You may have noticed that I haven’t been spending much time around here.
Actually, you haven’t noticed because you’ve stopped visiting since there’s nothing new to read.
I could lie to you and tell you it’s because I’m so busy.
I could point you to the writing I’ve recently published, adding exclamation points for emphasis: A post for Beyond the Bris about how being Jewish helped me decide not to circumcise my son! An essay for The Doula Guide on how to have a positive pregnancy and empowering birth!
I could tell you about the three articles I’ve been working on that are going to press: one on end-of-life issues and dying with grace for the Jefferson Monthly; one on a new ecotourism that is taking Eastern Oregon by storm for Oregon Business Magazine; and one on the inadequate screening of in-home health aides for the AARP.
But the truth is that I’ve been hit by a bad case of the summer time blues.
Two of my winter friends, Self-Doubt and Grief, have come for an extended stay.
Fuck them both.
They are as welcome as rabid bats in the bedroom.
I’ve tried shooing them out with a broom. It isn’t working. They seem to have settled in. My friends tell me to exercise. This is good advice, easily given. But Self-Doubt isn’t having it. You run too slowly, SD says, you suck at exercising.
So I don’t exercise.
And then I feel worse.
This morning at 3:38 a.m. instead of sleeping I wrote a letter to my mom. My mom would be the first person I would call.
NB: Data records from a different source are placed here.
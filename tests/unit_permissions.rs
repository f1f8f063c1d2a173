use fabriq_core::permissions::{
    AccessProfile, Action, Module, ModulePermission, PermissionMap, Role, can_access_settings,
    can_manage_users, default_modules, has_module_access, has_permission, user_modules,
};

fn profile(role: Role) -> AccessProfile {
    AccessProfile::new(role)
}

fn entry(view: bool, add: bool, edit: bool, delete: bool) -> ModulePermission {
    ModulePermission {
        view,
        add,
        edit,
        delete,
    }
}

#[test]
fn test_absent_user_gets_nothing() {
    assert!(!has_module_access(None, Module::Dashboard));
    assert!(!has_permission(None, Module::Dashboard, Action::View));
    assert!(user_modules(None).is_empty());
    assert!(!can_manage_users(None));
    assert!(!can_access_settings(None));
}

#[test]
fn test_role_defaults_grant_exactly_their_module_set() {
    for role in Role::ALL {
        let user = profile(role);
        let granted = default_modules(role);

        for module in Module::ALL {
            let expected = role == Role::SuperUser || granted.contains(&module);
            assert_eq!(
                has_module_access(Some(&user), module),
                expected,
                "role {:?} module {:?}",
                role,
                module
            );
        }
    }
}

#[test]
fn test_super_user_bypasses_contradicting_explicit_map() {
    let mut map = PermissionMap::new();
    map.insert(Module::Inventory, entry(false, false, false, false));
    let user = AccessProfile::with_permissions(Role::SuperUser, map);

    assert!(has_module_access(Some(&user), Module::Inventory));
    assert!(has_permission(Some(&user), Module::Inventory, Action::Delete));
}

#[test]
fn test_explicit_map_is_authoritative_per_module() {
    // Production's role default would grant nothing on Sales and everything
    // on Orders up to edit; the map must override in both directions.
    let mut map = PermissionMap::new();
    map.insert(Module::Orders, entry(true, false, true, false));
    map.insert(Module::Sales, entry(true, true, false, false));
    let user = AccessProfile::with_permissions(Role::Production, map);

    // Explicit false on add is final even though an administrator could
    // have granted it
    assert!(!has_permission(Some(&user), Module::Orders, Action::Add));
    // alter = edit OR delete
    assert!(has_permission(Some(&user), Module::Orders, Action::Alter));
    // Broader than role: Sales is outside Production's default set
    assert!(has_module_access(Some(&user), Module::Sales));
    assert!(has_permission(Some(&user), Module::Sales, Action::Add));
}

#[test]
fn test_explicit_view_false_denies_module_in_default_set() {
    let mut map = PermissionMap::new();
    map.insert(Module::Inventory, entry(false, true, true, true));
    let user = AccessProfile::with_permissions(Role::Production, map);

    // Inventory is in Production's default set, but the entry's view flag
    // is consulted exactly, with no fallback to the role table
    assert!(!has_module_access(Some(&user), Module::Inventory));
}

#[test]
fn test_module_absent_from_map_falls_back_to_role_defaults() {
    let mut map = PermissionMap::new();
    map.insert(Module::Orders, entry(true, false, true, false));
    let user = AccessProfile::with_permissions(Role::Production, map);

    // Inventory is not in the map; Production's defaults grant view/edit
    assert!(has_permission(Some(&user), Module::Inventory, Action::Edit));
    assert!(!has_permission(Some(&user), Module::Inventory, Action::Delete));
    assert!(!has_permission(Some(&user), Module::Inventory, Action::Add));
}

#[test]
fn test_fallback_requires_module_access_first() {
    let user = profile(Role::Dispatch);
    // Manufacturing is outside Dispatch's default set; no action passes,
    // not even view
    assert!(!has_permission(Some(&user), Module::Manufacturing, Action::View));
    assert!(!has_permission(Some(&user), Module::Manufacturing, Action::Edit));
}

#[test]
fn test_user_modules_from_map_ignores_role() {
    let mut map = PermissionMap::new();
    map.insert(Module::Sales, entry(true, false, false, false));
    map.insert(Module::Suppliers, entry(true, false, false, false));
    map.insert(Module::Orders, entry(false, true, true, true));
    let user = AccessProfile::with_permissions(Role::Production, map);

    // Exactly the view-true modules, in sidebar order; Orders has every
    // other flag but not view, so it does not appear
    assert_eq!(
        user_modules(Some(&user)),
        vec![Module::Sales, Module::Suppliers]
    );
}

#[test]
fn test_user_modules_with_empty_map_is_empty() {
    let user = AccessProfile::with_permissions(Role::UnitHead, PermissionMap::new());
    assert!(user_modules(Some(&user)).is_empty());
}

#[test]
fn test_user_modules_without_map_uses_role_defaults() {
    let user = profile(Role::Packing);
    assert_eq!(user_modules(Some(&user)), default_modules(Role::Packing));
}

#[test]
fn test_management_flags() {
    assert!(can_manage_users(Some(&profile(Role::SuperUser))));
    assert!(can_manage_users(Some(&profile(Role::UnitHead))));
    assert!(!can_manage_users(Some(&profile(Role::Production))));

    assert!(can_access_settings(Some(&profile(Role::SuperUser))));
    assert!(!can_access_settings(Some(&profile(Role::UnitHead))));
}

#[test]
fn test_resolution_is_idempotent() {
    let mut map = PermissionMap::new();
    map.insert(Module::Orders, entry(true, false, true, false));
    let user = AccessProfile::with_permissions(Role::Accounts, map);

    let first = has_permission(Some(&user), Module::Orders, Action::Alter);
    let second = has_permission(Some(&user), Module::Orders, Action::Alter);
    assert_eq!(first, second);
    assert_eq!(user_modules(Some(&user)), user_modules(Some(&user)));
}

#[test]
fn test_view_action_is_the_default_everywhere() {
    // Every role's default action list includes view, so module access
    // implies view permission when no map exists
    for role in Role::ALL {
        let user = profile(role);
        for module in default_modules(role) {
            assert!(has_permission(Some(&user), *module, Action::View));
        }
    }
}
She would nod her head sympathetically when I told her how much my oldest and I have been fighting, remembering aloud how hard it was between us when I was that age; she would whoop at the news that I am going to be interviewed for an hour about my book on the Jefferson Exchange, a local NPR affiliate, on August 1, and that I’ve been invited to be a featured speaker at the Decatur Festival of the Book on Saturday, August 31; and she would wait impatiently while I told her that I haven’t been writing a new book proposal because I feel like I’ve forgotten how to write and I won’t do a good job.
Then she would say, “Don’t be silly, Jenny. Stop indulging yourself and get to work.”
I would hang up the phone, turn off the internet, and knuckle down.
Only my mom isn’t here anymore.
“Grandma Lynnie died,” Leone says sadly.
Three years old, lingering on the word “died.” She likes to talk about me dying, and her dad. First you’ll die, then Daddy, she says one day. First Daddy is going to die, she says another. Then you. I wonder if she is prophetic. If death is around the corner and only my three year old knows it is coming.
These summer time blues started when I opened some of the boxes I shipped to myself from my mom’s house.
The smell of her laboratory permeates my office now, a smell so familiar it feels like I am being stabbed in the guts.
I double over in pain.
“You look tired, Mom,” my 13-year-old says. She doesn’t realize my eyes are red and swollen for another reason.
“Stop being silly, Jenny,” my mother chides me. “I don’t want you to spend one second feeling bad on my account.”
My mother loved what she called a Chinese saying: grandparents die, parents die, then children die. When death happens in that order, it happens as it should.
I’m reading She’s Not Here: A Life in Two Genders by Jennifer Finley Boylan who was once James Boylan, a novelist and professor at Colby. She was so successful as a man, with two young sons, a loving marriage, a good income, a novel that was optioned for movie rights, Richard Russo his best friend.
And she was also so dark and secretive and unhappy, feeling like a fraud, feeling like a failure.